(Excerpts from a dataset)
═══

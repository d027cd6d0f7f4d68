//! Date helpers shared by contexts, ETags and the XML document format.

use time::format_description::BorrowedFormatItem;
use time::macros::format_description;
use time::{OffsetDateTime, UtcOffset};

/// Wire format used inside resource XML documents, always rendered in UTC.
///
/// Example: `2026/01/07 08:52:52.000 GMT`
const XML_DATE_FORMAT: &[BorrowedFormatItem<'static>] = format_description!(
    "[year]/[month]/[day] [hour]:[minute]:[second].[subsecond digits:3] GMT"
);

/// Truncate a timestamp to whole milliseconds.
///
/// Context dates are stored with millisecond precision so that a timestamp
/// survives an XML round trip bit for bit.
pub fn truncate_to_millis(date: OffsetDateTime) -> OffsetDateTime {
    let nanos = date.nanosecond();
    date.replace_nanosecond(nanos - nanos % 1_000_000)
        .unwrap_or(date)
}

/// Milliseconds since the Unix epoch, the basis for resource ETags.
pub fn unix_millis(date: OffsetDateTime) -> i128 {
    date.unix_timestamp_nanos() / 1_000_000
}

/// Format a timestamp for a resource XML document.
pub fn format_xml_date(date: OffsetDateTime) -> String {
    truncate_to_millis(date.to_offset(UtcOffset::UTC))
        .format(&XML_DATE_FORMAT)
        .unwrap_or_else(|_| String::from("1970/01/01 00:00:00.000 GMT"))
}

/// Parse a timestamp produced by [`format_xml_date`].
pub fn parse_xml_date(value: &str) -> Result<OffsetDateTime, time::error::Parse> {
    time::PrimitiveDateTime::parse(value.trim(), &XML_DATE_FORMAT).map(|dt| dt.assume_utc())
}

═══

- Work task:
Quote only the stretch of lines that starts the data above and ends with the line containing "pub fn unix_millis(date: OffsetDateTime)", both included.

- Exercise result:
repository d027cd6d0f7f4d68
//! Date helpers shared by contexts, ETags and the XML document format.

use time::format_description::BorrowedFormatItem;
use time::macros::format_description;
use time::{OffsetDateTime, UtcOffset};

/// Wire format used inside resource XML documents, always rendered in UTC.
///
/// Example: `2026/01/07 08:52:52.000 GMT`
const XML_DATE_FORMAT: &[BorrowedFormatItem<'static>] = format_description!(
    "[year]/[month]/[day] [hour]:[minute]:[second].[subsecond digits:3] GMT"
);

/// Truncate a timestamp to whole milliseconds.
///
/// Context dates are stored with millisecond precision so that a timestamp
/// survives an XML round trip bit for bit.
pub fn truncate_to_millis(date: OffsetDateTime) -> OffsetDateTime {
    let nanos = date.nanosecond();
    date.replace_nanosecond(nanos - nanos % 1_000_000)
        .unwrap_or(date)
}

/// Milliseconds since the Unix epoch, the basis for resource ETags.
pub fn unix_millis(date: OffsetDateTime) -> i128 {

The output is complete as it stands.